Because the graft was taken from the same leg, five or six days after surgery I was able to walk without crutches relatively pain free. I’ve started rehab. In the first week you don’t do anything except try to get a bit of range because it’s important to try to get that full leg extension. Since then I’ve been in at Glasgow, seeing the physios three or four times a
week. A lot of it is around trying to get your quads and hamstrings switched back on because your muscles all go to sleep and you have to teach your legs how to function again.
We’ve actually been documenting it with the media team at Glasgow since the first day that I came in. It’s a very long rehab - about nine months or so - so they will show the process the whole way through, all the milestones, from being able to lift my leg up off the physio’s bed to walking up and down stairs. All these tiny things that you take for granted are actually massive milestones after you’ve had surgery on your ACL.
But it’s not a linear process. For example, it took me four days of trying to be able to bend my leg 110 degrees (which is what you need to be able to sit on a bike). On the day I finally did it, I was sitting on the bike for 15 minutes and I couldn’t do it and then all of a sudden I had this pop of fluid at the back of my knee and it eased up and I could spin and was able to do it for 15-20 minutes. And I did the same the next day. But when I came in three days later I couldn’t do it because my knee felt so much worse than the week before and it took me almost the entire week to get back to where I was nine days previously. Recovery is not straightforward. There are peaks and troughs, and frustrations. It’s a difficult process and you have to keep reminding yourself that you’ve had major surgery to a massively important structure in your body.
It’s a tricky process mentally to navigate because if you look at it day to day you can see very little progress sometimes. Sometimes it feels like you are digging a deeper hole for yourself and that’s when the medics, the physios and the S&C team you’ve got round you are really good because they can tell you when they have to try to pick you up mentally, and give you little things to achieve and encourage you to look at the bigger picture. So as well as looking after your physical recovery, they are also looking out for you mentally.
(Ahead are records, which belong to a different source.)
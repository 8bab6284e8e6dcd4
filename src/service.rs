//! `DocCache`: the assembled cache
//!
//! Wires the manager, usage tracker, refresh scheduler and preloader over a
//! shared pair of tiers. `query` is the foreground path a host session calls
//! for every documentation lookup.

use crate::config::CacheConfig;
use crate::error::{CacheError, Result};
use crate::fingerprint::fingerprint;
use crate::manager::{CacheManager, FetchOutcome};
use crate::manifest::ManifestSource;
use crate::preload::{LoadOptions, PreloadSummary, Preloader};
use crate::provider::DocumentationProvider;
use crate::refresh::RefreshScheduler;
use crate::tier::{DurableTier, FastTier, MemoryFastTier, SqliteDurableTier, UsageStore};
use crate::types::{CacheMetrics, DeclaredLibrary, DurableSummary, EntryStats};
use crate::usage::UsageTracker;
use std::path::Path;
use std::sync::{Arc, Mutex};
use std::time::{Duration, Instant};
use tokio::sync::{mpsc, watch};
use tokio::task::JoinHandle;
use tracing::{info, warn};

/// Capacity of the on-demand refresh queue; overflow is dropped
const REFRESH_QUEUE_CAPACITY: usize = 64;

/// Answer to a foreground query
#[derive(Debug, Clone)]
pub struct QueryResponse {
    pub fingerprint: String,
    pub outcome: FetchOutcome,
    pub elapsed: Duration,
}

impl QueryResponse {
    pub fn content(&self) -> Option<&str> {
        self.outcome.content()
    }

    pub fn cache_hit(&self) -> bool {
        self.outcome.was_cached()
    }
}

struct Background {
    shutdown: watch::Sender<bool>,
    periodic: JoinHandle<()>,
    on_demand: Option<JoinHandle<()>>,
}

pub struct DocCache {
    config: CacheConfig,
    manager: Arc<CacheManager>,
    usage: Arc<UsageTracker>,
    refresh: RefreshScheduler,
    preloader: Preloader,
    provider: Arc<dyn DocumentationProvider>,
    refresh_queue: Mutex<Option<mpsc::Receiver<String>>>,
    background: Mutex<Option<Background>>,
}

impl DocCache {
    /// Assemble from explicit tiers and collaborators
    pub fn from_parts(
        config: CacheConfig,
        fast: Arc<dyn FastTier>,
        durable: Arc<dyn DurableTier>,
        usage_store: Arc<dyn UsageStore>,
        provider: Arc<dyn DocumentationProvider>,
        manifest: Arc<dyn ManifestSource>,
    ) -> Self {
        let (tx, rx) = mpsc::channel(REFRESH_QUEUE_CAPACITY);

        let manager = Arc::new(
            CacheManager::new(config.clone(), Arc::clone(&fast), durable).with_refresh_queue(tx),
        );
        let usage = Arc::new(UsageTracker::new(config.clone(), usage_store, fast));
        let refresh = RefreshScheduler::new(Arc::clone(&manager), Arc::clone(&provider));
        let preloader = Preloader::new(
            Arc::clone(&manager),
            Arc::clone(&usage),
            manifest,
            Arc::clone(&provider),
        );

        Self {
            config,
            manager,
            usage,
            refresh,
            preloader,
            provider,
            refresh_queue: Mutex::new(Some(rx)),
            background: Mutex::new(None),
        }
    }

    /// In-process fast tier over a SQLite database file
    pub async fn open(
        path: impl AsRef<Path>,
        config: CacheConfig,
        provider: Arc<dyn DocumentationProvider>,
        manifest: Arc<dyn ManifestSource>,
    ) -> Result<Self> {
        config.validate().map_err(CacheError::ConfigError)?;

        let durable = Arc::new(SqliteDurableTier::open(path).await?);
        let fast = Arc::new(MemoryFastTier::new(
            config.fast_tier_max_entries,
            config.fast_tier_max_bytes,
        ));

        Ok(Self::from_parts(
            config,
            fast,
            durable.clone(),
            durable,
            provider,
            manifest,
        ))
    }

    /// Start the periodic refresh loop and the on-demand refresh worker.
    ///
    /// Calling it twice is a no-op.
    pub fn start_background(&self) {
        let mut background = self.background.lock().unwrap_or_else(|e| e.into_inner());
        if background.is_some() {
            return;
        }

        let (shutdown, shutdown_rx) = watch::channel(false);

        let scheduler = self.refresh.clone();
        let periodic = tokio::spawn(async move { scheduler.run(shutdown_rx).await });

        let on_demand = self
            .refresh_queue
            .lock()
            .unwrap_or_else(|e| e.into_inner())
            .take()
            .map(|queue| self.refresh.spawn_on_demand_worker(queue));

        info!("Background refresh started");
        *background = Some(Background {
            shutdown,
            periodic,
            on_demand,
        });
    }

    /// Stop background work and wait for pending bookkeeping
    pub async fn shutdown(&self) {
        let background = self
            .background
            .lock()
            .unwrap_or_else(|e| e.into_inner())
            .take();

        if let Some(background) = background {
            let _ = background.shutdown.send(true);
            if let Err(e) = background.periodic.await {
                warn!("Periodic refresh task failed: {}", e);
            }

            // The on-demand queue stays open while the manager lives
            if let Some(worker) = background.on_demand {
                worker.abort();
                if let Err(e) = worker.await {
                    if !e.is_cancelled() {
                        warn!("On-demand refresh worker failed: {}", e);
                    }
                }
            }
        }

        self.manager.flush().await;
        info!("Documentation cache shut down");
    }

    /// Foreground lookup: fingerprint, count usage, serve from cache or provider
    pub async fn query(
        &self,
        project_path: &str,
        library: &str,
        version: Option<&str>,
        query_text: &str,
    ) -> Result<QueryResponse> {
        let started = Instant::now();
        let fp = fingerprint(library, version, query_text)?;

        self.usage.record_usage(project_path, library, version).await?;

        let outcome = self
            .manager
            .get_or_fetch(&fp, self.provider.as_ref(), Some(query_text))
            .await?;

        Ok(QueryResponse {
            fingerprint: fp.key,
            outcome,
            elapsed: started.elapsed(),
        })
    }

    pub async fn preload(
        &self,
        project_path: &str,
        max_candidates: usize,
        timeout: Duration,
    ) -> Result<PreloadSummary> {
        self.preloader
            .preload(project_path, max_candidates, timeout)
            .await
    }

    /// Preload with the configured candidate count and budget
    pub async fn preload_default(&self, project_path: &str) -> Result<PreloadSummary> {
        self.preload(
            project_path,
            self.config.preload_candidates,
            self.config.preload_budget,
        )
        .await
    }

    pub async fn load<S: AsRef<str>>(
        &self,
        library_names: &[S],
        options: LoadOptions,
    ) -> Result<PreloadSummary> {
        self.preloader.load(library_names, options).await
    }

    pub async fn invalidate(&self, fingerprint: &str) -> Result<bool> {
        self.manager.invalidate(fingerprint).await
    }

    pub async fn stats(&self, fingerprint: &str) -> Result<Option<EntryStats>> {
        self.manager.get_stats(fingerprint).await
    }

    pub async fn summary(&self) -> Result<DurableSummary> {
        self.manager.summary().await
    }

    pub async fn rank(
        &self,
        project_path: &str,
        declared: &[DeclaredLibrary],
        top_n: usize,
    ) -> Result<Vec<String>> {
        self.usage
            .rank_candidates(project_path, declared, top_n)
            .await
    }

    /// One refresh scan, outside the periodic schedule
    pub async fn refresh_now(&self) -> Result<usize> {
        self.refresh.scan_and_refresh().await
    }

    pub fn metrics(&self) -> CacheMetrics {
        self.manager.metrics()
    }

    pub fn config(&self) -> &CacheConfig {
        &self.config
    }

    pub fn manager(&self) -> &Arc<CacheManager> {
        &self.manager
    }

    pub fn usage(&self) -> &Arc<UsageTracker> {
        &self.usage
    }

    pub fn scheduler(&self) -> &RefreshScheduler {
        &self.refresh
    }
}

#[cfg(test)]
mod tests {
    use super::*;
    use crate::manifest::StaticManifest;
    use crate::provider::ProviderDocument;
    use async_trait::async_trait;

    struct StaticProvider;

    #[async_trait]
    impl DocumentationProvider for StaticProvider {
        async fn fetch(&self, library: &str, _version: &str, query: &str) -> Result<ProviderDocument> {
            Ok(ProviderDocument::new(format!("{}: {}", library, query)))
        }
    }

    async fn doc_cache() -> DocCache {
        let durable = Arc::new(SqliteDurableTier::in_memory().await.unwrap());
        DocCache::from_parts(
            CacheConfig::default(),
            Arc::new(MemoryFastTier::default()),
            durable.clone(),
            durable,
            Arc::new(StaticProvider),
            Arc::new(StaticManifest::new()),
        )
    }

    #[tokio::test]
    async fn test_query_fetches_then_hits() {
        let cache = doc_cache().await;

        let first = cache
            .query("/app", "Rails", Some("7.1.2"), "Rails auth")
            .await
            .unwrap();
        assert_eq!(first.fingerprint, "rails-7:authentication");
        assert!(!first.cache_hit());
        assert_eq!(first.content(), Some("rails: Rails auth"));

        let second = cache
            .query("/app", "rails", Some("7"), "How to add authentication to Rails")
            .await
            .unwrap();
        assert!(second.cache_hit());
        assert_eq!(second.content(), Some("rails: Rails auth"));

        let rows = cache.usage().project_libraries("/app").await.unwrap();
        assert_eq!(rows.len(), 1);
        assert_eq!(rows[0].usage_count, 2);
        cache.shutdown().await;
    }

    #[tokio::test]
    async fn test_query_rejects_malformed_library() {
        let cache = doc_cache().await;
        assert!(matches!(
            cache.query("/app", "  ", None, "anything").await,
            Err(CacheError::MalformedInput(_))
        ));
    }

    #[tokio::test]
    async fn test_background_start_and_shutdown() {
        let cache = doc_cache().await;
        cache.start_background();
        cache.start_background();
        cache.shutdown().await;
        assert_eq!(cache.refresh_now().await.unwrap(), 0);
    }
}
My return date is somewhere around April or May. Luckily, because of the World Cup, the season starts and finishes later. So instead of finishing in mid-May we’ll be finishing in mid-June. So there will be five or six regular season league games after my planned return date and the hope with Glasgow is that we’ll have some knockout rugby after that.
I’ve been staying involved in the game by coaching Watsonians in the Super Series. Coaching is something I’ve wanted to peruse post playing for several years and although I’d rather be fit and healthy, this injury has given me an excellent opportunity to work on this. It has also given me time to enjoy with my family. My wife and my boys mean everything to me and even the little things like nursery drop-offs and pick-ups are something which I can’t do during the season and something that I really miss.
I mentioned my wife and she has always been the absolute anchor of our family. Jen had a lot to deal with, particularly in the first couple of weeks because I was pretty much immobile and in quite a lot of pain. We’ve got two young children and sleep can be an issue! So she had to deal with all that and deal with me. I’ve said it before but rugby and sport is a very selfish industry. And being injured is an even more selfish industry. Your job is to get fit and get back on the pitch playing because that is what you’re paid to do. I'm eternally grateful to Jen and although I won’t be playing for nine months the silver lining is I’ll have weekends free and I’ll be able to spend more time with her and our two boys (as well as watching rugby).